Gabriel Byrne, by Rudy Waks, 2019

Interview 1

Allocine
Julia Fernandez, news collected on September 30, 2019 – Nov. 5, 2019

The War of the Worlds on Canal +: “an in-depth analysis of human behavior”

Meeting with the series’ performers Gabriel Byrne, Léa Drucker and Elizabeth McGovern, and director Gilles Coulier.

Minor spoilers ahead, so be forewarned!

The cast of the Canal+ series War of the Worlds brings together both French and British actors (and the Irish Gabriel Byrne), a challenge to the director Gilles Coulier, in charge of episodes 1 to 4.

“The process of selecting actors is different in Belgium because we do not have a casting director. For me, casting can be a intense meeting or a simple conversation. Two roles were particularly close to my heart for the choice of actors: that of Emily on the British side, and that of Christine on the French side. For this role, I was impressed by Léa [Drucker’s] performance in the film movie Jusqu’à la garde (Custody, 2017), and she quickly accepted the proposal. We did a casting call for Emily’s character because we were looking for a young actress, and it took us months, but when we found Daisy Edgar Jones, she was the right one!”

The director sought actors with experience, and a certain intelligence of performance (“The moment Gabriel and Elizabeth arrived on the project, I felt that they were made for each other!” ) to embody realistic characters, immersed in an apocalyptic situation.

“In truth, no one really knows in advance how they would react in this extreme situation, and this idea was very interesting to explore,” according to Elizabeth McGovern, who plays Helen. “I think for all of us, what sets the show apart is how it focuses on how humans react to a cataclysm, the idea of ​​the end of the world, rather than surface elements like the appearance of aliens.
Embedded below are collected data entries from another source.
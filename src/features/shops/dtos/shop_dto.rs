use chrono::{DateTime, Utc};
use serde::{Deserialize, Serialize};
use utoipa::{IntoParams, ToSchema};
use uuid::Uuid;
use validator::Validate;

use crate::features::shops::models::{
    CreateShop, Design, OwnerProfile, OwnerSnippet, ProductDetail, ReviewWithAuthor,
    ServiceDetail, ServicePreview, Shop, ShopAddress, ShopAggregate, ShopSearchHit,
    ShopStatusFilter, ShopSummary, ShopUpdate, ShopWithOwner,
};
use crate::features::shops::services::{compute_shop_stats, ShopStats};
use crate::shared::constants::PUBLIC_REVIEW_PREVIEW;
use crate::shared::types::double_option;

// =============================================================================
// REQUEST DTOs
// =============================================================================

/// Request DTO for creating a shop
#[derive(Debug, Clone, Deserialize, Validate, ToSchema)]
#[serde(rename_all = "camelCase")]
pub struct CreateShopDto {
    /// Display name; the public slug is derived from it
    #[validate(length(min = 1, max = 200, message = "Name must be 1-200 characters"))]
    pub name: Option<String>,
    pub design_id: Option<Uuid>,
    #[validate(length(max = 5000, message = "Description must not exceed 5000 characters"))]
    pub description: Option<String>,
    #[validate(length(max = 32, message = "Phone must not exceed 32 characters"))]
    pub phone: Option<String>,
    #[validate(email(message = "Invalid email format"))]
    pub email: Option<String>,
    #[validate(url(message = "Invalid website URL"))]
    pub website: Option<String>,
    #[validate(length(max = 100, message = "City must not exceed 100 characters"))]
    pub city: Option<String>,
    #[validate(range(min = -90.0, max = 90.0, message = "Latitude must be between -90 and 90"))]
    pub location_lat: Option<f64>,
    #[validate(range(min = -180.0, max = 180.0, message = "Longitude must be between -180 and 180"))]
    pub location_lon: Option<f64>,
    #[validate(length(max = 1000))]
    pub cover_image: Option<String>,
    #[validate(length(max = 1000))]
    pub logo_image: Option<String>,
    pub is_active: Option<bool>,
}

impl CreateShopDto {
    pub fn into_input(self, owner_id: Uuid) -> CreateShop {
        CreateShop {
            owner_id,
            name: self.name,
            design_id: self.design_id,
            description: self.description,
            phone: self.phone,
            email: self.email,
            website: self.website,
            city: non_blank(self.city),
            location_lat: self.location_lat,
            location_lon: self.location_lon,
            cover_image: self.cover_image,
            logo_image: self.logo_image,
            is_active: self.is_active,
        }
    }
}

/// Request DTO for updating a shop.
///
/// Omitted fields are left untouched. `null` clears the optional contact and
/// image fields; `name` and `city` can only be replaced.
#[derive(Debug, Clone, Default, Deserialize, Validate, ToSchema)]
#[serde(rename_all = "camelCase")]
pub struct UpdateShopDto {
    #[validate(length(min = 1, max = 200, message = "Name must be 1-200 characters"))]
    pub name: Option<String>,
    #[serde(default, deserialize_with = "double_option")]
    #[schema(value_type = Option<String>)]
    #[validate(length(max = 5000, message = "Description must not exceed 5000 characters"))]
    pub description: Option<Option<String>>,
    #[validate(length(max = 100, message = "City must not exceed 100 characters"))]
    pub city: Option<String>,
    #[serde(default, deserialize_with = "double_option")]
    #[schema(value_type = Option<String>)]
    #[validate(length(max = 32, message = "Phone must not exceed 32 characters"))]
    pub phone: Option<Option<String>>,
    #[serde(default, deserialize_with = "double_option")]
    #[schema(value_type = Option<String>)]
    #[validate(email(message = "Invalid email format"))]
    pub email: Option<Option<String>>,
    #[serde(default, deserialize_with = "double_option")]
    #[schema(value_type = Option<String>)]
    #[validate(url(message = "Invalid website URL"))]
    pub website: Option<Option<String>>,
    #[serde(default, deserialize_with = "double_option")]
    #[schema(value_type = Option<String>)]
    #[validate(length(max = 1000))]
    pub cover_image: Option<Option<String>>,
    #[serde(default, deserialize_with = "double_option")]
    #[schema(value_type = Option<String>)]
    #[validate(length(max = 1000))]
    pub logo_image: Option<Option<String>>,
    pub is_active: Option<bool>,
}

impl From<UpdateShopDto> for ShopUpdate {
    fn from(dto: UpdateShopDto) -> Self {
        Self {
            name: dto.name,
            description: dto.description,
            city: non_blank(dto.city),
            phone: dto.phone,
            email: dto.email,
            website: dto.website,
            cover_image: dto.cover_image,
            logo_image: dto.logo_image,
            is_active: dto.is_active,
        }
    }
}

/// Query params for the provider's shop list
#[derive(Debug, Clone, Deserialize, IntoParams)]
pub struct ProviderShopsQuery {
    /// Page number (1-indexed)
    #[param(minimum = 1)]
    pub page: Option<i64>,
    /// Items per page (default 20)
    #[param(minimum = 1, maximum = 100)]
    pub limit: Option<i64>,
    /// Search in shop name or description
    pub search: Option<String>,
    /// `all`, `active` or `inactive`
    pub status: Option<ShopStatusFilter>,
}

/// Query params for shop search
#[derive(Debug, Clone, Deserialize, IntoParams)]
pub struct SearchShopsQuery {
    /// Free text over shop name and description
    pub q: Option<String>,
    pub city: Option<String>,
    /// Category slug of any of the shop's services
    pub category: Option<String>,
    #[param(minimum = 1)]
    pub page: Option<i64>,
    #[param(minimum = 1, maximum = 100)]
    pub limit: Option<i64>,
}

/// Query params for a shop's services
#[derive(Debug, Clone, Deserialize, IntoParams)]
pub struct ShopServicesQuery {
    #[param(minimum = 1)]
    pub page: Option<i64>,
    #[param(minimum = 1, maximum = 100)]
    pub limit: Option<i64>,
    /// Category slug
    pub category: Option<String>,
    /// Search in the service's English and Arabic texts
    pub search: Option<String>,
}

/// Query params for a shop's products
#[derive(Debug, Clone, Deserialize, IntoParams)]
#[serde(rename_all = "camelCase")]
pub struct ShopProductsQuery {
    #[param(minimum = 1)]
    pub page: Option<i64>,
    #[param(minimum = 1, maximum = 100)]
    pub limit: Option<i64>,
    /// Search in product name or description
    pub search: Option<String>,
    /// Only products with stock left
    pub in_stock: Option<bool>,
}

/// Plain pagination query
#[derive(Debug, Clone, Deserialize, IntoParams)]
pub struct PageQuery {
    #[param(minimum = 1)]
    pub page: Option<i64>,
    #[param(minimum = 1, maximum = 100)]
    pub limit: Option<i64>,
}

/// Empty or whitespace-only query values count as absent
pub fn non_blank(value: Option<String>) -> Option<String> {
    value
        .map(|v| v.trim().to_string())
        .filter(|v| !v.is_empty())
}

// =============================================================================
// RESPONSE DTOs
// =============================================================================

/// Shop fields as seen by its owner
#[derive(Debug, Clone, Serialize, ToSchema)]
#[serde(rename_all = "camelCase")]
pub struct ShopResponseDto {
    pub id: Uuid,
    pub owner_id: Uuid,
    pub design_id: Option<Uuid>,
    pub name: String,
    pub slug: String,
    pub description: Option<String>,
    pub phone: Option<String>,
    pub email: Option<String>,
    pub website: Option<String>,
    pub city: Option<String>,
    pub location_lat: Option<f64>,
    pub location_lon: Option<f64>,
    pub cover_image: Option<String>,
    pub logo_image: Option<String>,
    pub is_active: bool,
    pub is_verified: bool,
    pub created_at: DateTime<Utc>,
    pub updated_at: DateTime<Utc>,
}

impl From<Shop> for ShopResponseDto {
    fn from(s: Shop) -> Self {
        Self {
            id: s.id,
            owner_id: s.owner_id,
            design_id: s.design_id,
            name: s.name,
            slug: s.slug,
            description: s.description,
            phone: s.phone,
            email: s.email,
            website: s.website,
            city: s.city,
            location_lat: s.location_lat,
            location_lon: s.location_lon,
            cover_image: s.cover_image,
            logo_image: s.logo_image,
            is_active: s.is_active,
            is_verified: s.is_verified,
            created_at: s.created_at,
            updated_at: s.updated_at,
        }
    }
}

/// Shop returned by create, update and restore
#[derive(Debug, Clone, Serialize, ToSchema)]
#[serde(rename_all = "camelCase")]
pub struct ShopWithOwnerDto {
    #[serde(flatten)]
    pub shop: ShopResponseDto,
    pub owner: OwnerProfile,
}

impl From<ShopWithOwner> for ShopWithOwnerDto {
    fn from(s: ShopWithOwner) -> Self {
        Self {
            shop: s.shop.into(),
            owner: s.owner,
        }
    }
}

/// Shop with its statistics, used by the owner's lists
#[derive(Debug, Clone, Serialize, ToSchema)]
#[serde(rename_all = "camelCase")]
pub struct ShopSummaryDto {
    #[serde(flatten)]
    pub shop: ShopResponseDto,
    pub stats: ShopStats,
}

impl From<ShopSummary> for ShopSummaryDto {
    fn from(summary: ShopSummary) -> Self {
        let stats = compute_shop_stats(&summary);
        Self {
            shop: summary.shop.into(),
            stats,
        }
    }
}

/// Owner fields shown on the public shop page
#[derive(Debug, Clone, Serialize, ToSchema)]
#[serde(rename_all = "camelCase")]
pub struct PublicOwnerDto {
    pub name: String,
    pub profile_pic: Option<String>,
    pub bio: Option<String>,
    pub is_verified: bool,
    pub verified_badge: Option<String>,
}

impl From<OwnerProfile> for PublicOwnerDto {
    fn from(o: OwnerProfile) -> Self {
        Self {
            name: o.name,
            profile_pic: o.profile_pic,
            bio: o.bio,
            is_verified: o.is_verified,
            verified_badge: o.verified_badge,
        }
    }
}

/// Public shop page
#[derive(Debug, Clone, Serialize, ToSchema)]
#[serde(rename_all = "camelCase")]
pub struct PublicShopDto {
    pub id: Uuid,
    pub name: String,
    pub slug: String,
    pub description: Option<String>,
    pub phone: Option<String>,
    pub email: Option<String>,
    pub website: Option<String>,
    pub city: Option<String>,
    pub location_lat: Option<f64>,
    pub location_lon: Option<f64>,
    pub cover_image: Option<String>,
    pub logo_image: Option<String>,
    pub is_verified: bool,
    pub created_at: DateTime<Utc>,
    pub owner: PublicOwnerDto,
    pub services: Vec<ServiceDetail>,
    pub products: Vec<ProductDetail>,
    /// Most recent reviews only; the full list is paginated separately
    pub reviews: Vec<ReviewWithAuthor>,
    pub stats: ShopStats,
    pub design: Option<Design>,
    pub address: Option<ShopAddress>,
}

impl From<ShopAggregate> for PublicShopDto {
    fn from(aggregate: ShopAggregate) -> Self {
        let stats = compute_shop_stats(&aggregate);
        let ShopAggregate {
            shop,
            owner,
            services,
            products,
            mut reviews,
            address,
            design,
        } = aggregate;
        reviews.truncate(PUBLIC_REVIEW_PREVIEW);

        Self {
            id: shop.id,
            name: shop.name,
            slug: shop.slug,
            description: shop.description,
            phone: shop.phone,
            email: shop.email,
            website: shop.website,
            city: shop.city,
            location_lat: shop.location_lat,
            location_lon: shop.location_lon,
            cover_image: shop.cover_image,
            logo_image: shop.logo_image,
            is_verified: shop.is_verified,
            created_at: shop.created_at,
            owner: owner.into(),
            services,
            products,
            reviews,
            stats,
            design,
            address,
        }
    }
}

/// One shop in the search results
#[derive(Debug, Clone, Serialize, ToSchema)]
#[serde(rename_all = "camelCase")]
pub struct ShopSearchHitDto {
    #[serde(flatten)]
    pub shop: ShopResponseDto,
    pub owner: OwnerSnippet,
    /// Up to three available services
    pub services: Vec<ServicePreview>,
    pub stats: ShopStats,
}

impl From<ShopSearchHit> for ShopSearchHitDto {
    fn from(hit: ShopSearchHit) -> Self {
        let stats = compute_shop_stats(&hit.summary);
        Self {
            shop: hit.summary.shop.into(),
            owner: hit.owner,
            services: hit.services,
            stats,
        }
    }
}

#[cfg(test)]
mod tests {
    use super::*;

    #[test]
    fn test_update_dto_distinguishes_null_from_missing() {
        let dto: UpdateShopDto =
            serde_json::from_str(r#"{"phone": null, "website": "https://a.example"}"#).unwrap();
        let update = ShopUpdate::from(dto);

        assert_eq!(update.phone, Some(None));
        assert_eq!(update.website, Some(Some("https://a.example".to_string())));
        assert_eq!(update.email, None);
        assert_eq!(update.name, None);
    }

    #[test]
    fn test_update_dto_ignores_blank_city() {
        let dto: UpdateShopDto = serde_json::from_str(r#"{"city": "  "}"#).unwrap();
        assert_eq!(ShopUpdate::from(dto).city, None);
    }

    #[test]
    fn test_create_dto_validation() {
        let dto: CreateShopDto = serde_json::from_str(
            r#"{"name": "Pizza Place", "email": "not-an-email", "locationLat": 120.0}"#,
        )
        .unwrap();
        let errors = dto.validate().unwrap_err();
        let fields = errors.field_errors();
        assert!(fields.contains_key("email"));
        assert!(fields.contains_key("location_lat"));

        let ok: CreateShopDto =
            serde_json::from_str(r#"{"name": "Pizza Place", "website": "https://p.example"}"#)
                .unwrap();
        assert!(ok.validate().is_ok());
    }

    #[test]
    fn test_non_blank() {
        assert_eq!(non_blank(Some("  cairo ".to_string())), Some("cairo".to_string()));
        assert_eq!(non_blank(Some("   ".to_string())), None);
        assert_eq!(non_blank(None), None);
    }
}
It analyzes human behavior in depth, in particular the notion that interests me the most: We are all in the same boat, though we live in a world so stratified–the rich are getting richer and the poor are getting more and more poor. People are drastically separated … The series makes the observation that an external enemy could finally unite us, through the goal of common survival, that would put us all on the same level: now there are refugees like the upper middle class, to which the couple Bill and Helen belong. The external enemy is the factor that unifies us as humans.”
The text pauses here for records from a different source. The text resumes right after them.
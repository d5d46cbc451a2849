use crate::core::error::AppError;
use crate::features::auth::JwtValidator;
use axum::{
    extract::{Request, State},
    http::{header, HeaderValue, StatusCode},
    middleware::Next,
    response::{IntoResponse, Response},
};
use base64::prelude::*;
use std::sync::Arc;
use tower_http::cors::{AllowOrigin, Any, CorsLayer};
use tower_http::request_id::{MakeRequestId, RequestId};
use tracing::Span;
use uuid::Uuid;

/// Request ID generator using UUID v7 (time-ordered)
#[derive(Clone, Copy)]
pub struct MakeRequestUuid;

impl MakeRequestId for MakeRequestUuid {
    fn make_request_id<B>(&mut self, _request: &axum::http::Request<B>) -> Option<RequestId> {
        let id = Uuid::now_v7().to_string();
        HeaderValue::from_str(&id).ok().map(RequestId::new)
    }
}

/// Custom MakeSpan that includes request_id in the tracing span
#[derive(Clone, Debug)]
pub struct MakeSpanWithRequestId;

impl<B> tower_http::trace::MakeSpan<B> for MakeSpanWithRequestId {
    fn make_span(&mut self, request: &axum::http::Request<B>) -> Span {
        let request_id = request
            .headers()
            .get("x-request-id")
            .and_then(|v| v.to_str().ok())
            .unwrap_or("-");

        tracing::info_span!(
            "request",
            method = %request.method(),
            uri = %request.uri(),
            request_id = %request_id,
        )
    }
}

pub fn cors_layer(allowed_origins: Vec<String>) -> CorsLayer {
    let cors = CorsLayer::new().allow_methods(Any).allow_headers(Any);

    // If origins list contains "*", allow any origin
    if allowed_origins.iter().any(|o| o == "*") {
        cors.allow_origin(Any)
    } else {
        // Parse origins into HeaderValue
        let origins: Vec<HeaderValue> = allowed_origins
            .iter()
            .filter_map(|o| o.parse().ok())
            .collect();
        cors.allow_origin(AllowOrigin::list(origins))
    }
}

pub fn basic_auth_middleware(
    valid_credentials: Arc<String>,
) -> impl Fn(
    Request,
    Next,
)
    -> std::pin::Pin<Box<dyn std::future::Future<Output = Result<Response, Response>> + Send>>
       + Clone {
    move |req: Request, next: Next| {
        let credentials = valid_credentials.clone();
        Box::pin(async move {
            let auth_header = req
                .headers()
                .get(header::AUTHORIZATION)
                .and_then(|header| header.to_str().ok());

            if let Some(auth_header) = auth_header {
                if let Some(encoded) = auth_header.strip_prefix("Basic ") {
                    if let Ok(decoded) = BASE64_STANDARD.decode(encoded) {
                        if let Ok(creds) = String::from_utf8(decoded) {
                            if creds == *credentials {
                                return Ok(next.run(req).await);
                            }
                        }
                    }
                }
            }

            Err((
                StatusCode::UNAUTHORIZED,
                [(header::WWW_AUTHENTICATE, "Basic realm=\"Swagger UI\"")],
                "Unauthorized",
            )
                .into_response())
        })
    }
}

pub async fn auth_middleware(
    State(validator): State<Arc<JwtValidator>>,
    mut req: Request,
    next: Next,
) -> Result<Response, AppError> {
    // Extract Authorization header
    let auth_header = req
        .headers()
        .get(header::AUTHORIZATION)
        .and_then(|h| h.to_str().ok())
        .ok_or_else(|| AppError::Unauthorized("Missing authorization header".to_string()))?;

    let token = auth_header.strip_prefix("Bearer ").ok_or_else(|| {
        AppError::Unauthorized("Invalid authorization header format".to_string())
    })?;

    let user = validator.validate_token(token)?;
    tracing::debug!(user_id = %user.user_id, role = ?user.role, "Authenticated request");

    // Insert authenticated user into request extensions
    req.extensions_mut().insert(user);
    Ok(next.run(req).await)
}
In fact, adds Gilles Coulier, “Those who seem to be less favored in life will be compared to those who have a higher social status, and everything changes radically for them! The character of Kariem (Bayo Gbadamosi, who plays a Sudanese refugee), for instance, knows how to adapt to survive.” For Léa Drucker, who plays the researcher Catherine Durand, the conclusion is similar. “I am convinced that in case of disaster I would probably react in the same way as my character: I would be terrified, stunned and lost,” she says. “I remember a particularly violent storm in France in the early 2000s (From the editor: December 1999) when I was in Normandy with my grandparents. I was particularly scared, while my grandparents were very proactive, because they experienced war and bombings. When shooting with Gilles, I again had this feeling of being like a child, not knowing how to react, with this very organic feeling, that this was new, to live something we have never experienced.”
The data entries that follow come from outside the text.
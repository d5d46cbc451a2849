use serde::Serialize;
use utoipa::ToSchema;

use crate::features::shops::models::{ShopAggregate, ShopSummary};

/// Anything that can report review and catalog counts for a shop
pub trait RatingSource {
    fn total_services(&self) -> i64;
    fn total_products(&self) -> i64;
    fn total_reviews(&self) -> i64;
    /// Sum of all review ratings
    fn rating_total(&self) -> i64;
    fn is_verified(&self) -> bool;
}

/// Figures shown next to a shop.
///
/// Owner listings count every non-deleted service and product, hidden ones
/// included. The public page only counts the available services and active
/// products it actually shows, so the two `totalServices` can differ.
#[derive(Debug, Clone, Copy, PartialEq, Serialize, ToSchema)]
#[serde(rename_all = "camelCase")]
pub struct ShopStats {
    pub total_services: i64,
    pub total_products: i64,
    pub total_reviews: i64,
    /// Mean rating rounded to one decimal; 0 without reviews
    pub average_rating: f64,
    pub is_verified: bool,
}

pub fn compute_shop_stats(source: &impl RatingSource) -> ShopStats {
    ShopStats {
        total_services: source.total_services(),
        total_products: source.total_products(),
        total_reviews: source.total_reviews(),
        average_rating: average_rating(source.rating_total(), source.total_reviews()),
        is_verified: source.is_verified(),
    }
}

/// Mean of `count` ratings summing to `total`, rounded to one decimal
pub fn average_rating(total: i64, count: i64) -> f64 {
    if count <= 0 {
        return 0.0;
    }
    let mean = total as f64 / count as f64;
    (mean * 10.0).round() / 10.0
}

impl RatingSource for ShopAggregate {
    fn total_services(&self) -> i64 {
        self.services.len() as i64
    }

    fn total_products(&self) -> i64 {
        self.products.len() as i64
    }

    fn total_reviews(&self) -> i64 {
        self.reviews.len() as i64
    }

    fn rating_total(&self) -> i64 {
        self.reviews.iter().map(|r| r.rating as i64).sum()
    }

    fn is_verified(&self) -> bool {
        self.shop.is_verified
    }
}

impl RatingSource for ShopSummary {
    fn total_services(&self) -> i64 {
        self.service_count
    }

    fn total_products(&self) -> i64 {
        self.product_count
    }

    fn total_reviews(&self) -> i64 {
        self.review_count
    }

    fn rating_total(&self) -> i64 {
        self.rating_total
    }

    fn is_verified(&self) -> bool {
        self.shop.is_verified
    }
}
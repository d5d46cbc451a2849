use chrono::{DateTime, Utc};
use serde::Serialize;
use sqlx::FromRow;
use utoipa::ToSchema;
use uuid::Uuid;

/// Public fields of a review author
#[derive(Debug, Clone, PartialEq, FromRow, Serialize, ToSchema)]
#[serde(rename_all = "camelCase")]
pub struct ReviewAuthor {
    pub name: String,
    pub profile_pic: Option<String>,
}

/// Review of a shop, service or product, joined with its author
#[derive(Debug, Clone, PartialEq, FromRow, Serialize, ToSchema)]
#[serde(rename_all = "camelCase")]
pub struct ReviewWithAuthor {
    pub id: Uuid,
    pub author_id: Uuid,
    pub shop_id: Option<Uuid>,
    pub service_id: Option<Uuid>,
    pub product_id: Option<Uuid>,
    pub rating: i16,
    pub comment: Option<String>,
    pub created_at: DateTime<Utc>,
    #[sqlx(flatten)]
    pub author: ReviewAuthor,
}

#[derive(Debug, Clone)]
pub struct NewReview {
    pub author_id: Uuid,
    pub shop_id: Uuid,
    pub rating: i16,
    pub comment: Option<String>,
}

/// Number of shop reviews carrying a given rating
#[derive(Debug, Clone, Copy, PartialEq, Eq, FromRow, Serialize, ToSchema)]
#[serde(rename_all = "camelCase")]
pub struct RatingBucket {
    pub rating: i16,
    pub count: i64,
}
//! Shop directory
//!
//! Shops are addressed publicly by a slug derived from their name. Slugs are
//! unique among shops that are not soft-deleted.
//!
//! | Method | Path                                   | Auth   |
//! |--------|----------------------------------------|--------|
//! | POST   | `/api/shops`                           | bearer |
//! | PUT    | `/api/shops/{id}`                      | owner  |
//! | DELETE | `/api/shops/{id}`                      | owner  |
//! | POST   | `/api/shops/{id}/restore`              | owner  |
//! | POST   | `/api/shops/{id}/reviews`              | bearer |
//! | GET    | `/api/shops/provider`                  | bearer |
//! | GET    | `/api/shops/my-shops`                  | bearer |
//! | GET    | `/api/shops/search`                    | none   |
//! | GET    | `/api/shops/public/{slug}`             | none   |
//! | GET    | `/api/shops/public/{slug}/services`    | none   |
//! | GET    | `/api/shops/public/{slug}/products`    | none   |
//! | GET    | `/api/shops/public/{slug}/reviews`     | none   |
//!
//! Requests from anyone but the owner are answered with 404, never 403.

pub mod dtos;
pub mod error;
pub mod handlers;
pub mod models;
pub mod repositories;
pub mod routes;
pub mod services;

pub use error::{ShopError, ShopResult};
pub use repositories::{PgShopRepository, ShopRepository};
pub use services::ShopService;
mod review_dto;
mod shop_dto;

pub use review_dto::*;
pub use shop_dto::*;
use serde::{Deserialize, Serialize};
use utoipa::ToSchema;
use validator::Validate;

use crate::features::shops::models::{RatingBucket, ReviewWithAuthor};
use crate::features::shops::services::ShopReviews;

/// Request DTO for reviewing a shop
#[derive(Debug, Clone, Deserialize, Validate, ToSchema)]
#[serde(rename_all = "camelCase")]
pub struct CreateReviewDto {
    /// Whole stars from 1 to 5
    #[validate(range(min = 1, max = 5, message = "Rating must be between 1 and 5"))]
    pub rating: i64,
    #[validate(length(max = 2000, message = "Comment must not exceed 2000 characters"))]
    pub comment: Option<String>,
}

#[derive(Debug, Clone, Serialize, ToSchema)]
#[serde(rename_all = "camelCase")]
pub struct ReviewStatsDto {
    pub average_rating: f64,
    pub total_reviews: i64,
    pub rating_distribution: Vec<RatingBucket>,
}

/// One page of reviews plus the shop-wide rating breakdown
#[derive(Debug, Clone, Serialize, ToSchema)]
#[serde(rename_all = "camelCase")]
pub struct ShopReviewsDto {
    pub reviews: Vec<ReviewWithAuthor>,
    pub stats: ReviewStatsDto,
}

impl From<ShopReviews> for ShopReviewsDto {
    fn from(r: ShopReviews) -> Self {
        Self {
            reviews: r.reviews,
            stats: ReviewStatsDto {
                average_rating: r.average_rating,
                total_reviews: r.total_reviews,
                rating_distribution: r.distribution,
            },
        }
    }
}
“There is a permanent conflict between everyone’s determination to survive, and our immense capacity for denial–that’s where fiction comes in: it has the power to change our consciousness.” –Gabriel Byrne

The gender-specific themes of loss and survivor syndrome in the post-apocalyptic narrative are recurrent throughout the eight episodes: “In the series, characters are faced with the loss of their children,” adds McGovern. “My character struggles with the temptation to end her life, but she encounters another bereaved mother who ends up making this terrible choice. It is an integral part of the story: Do we still choose life? In this kind of situation?”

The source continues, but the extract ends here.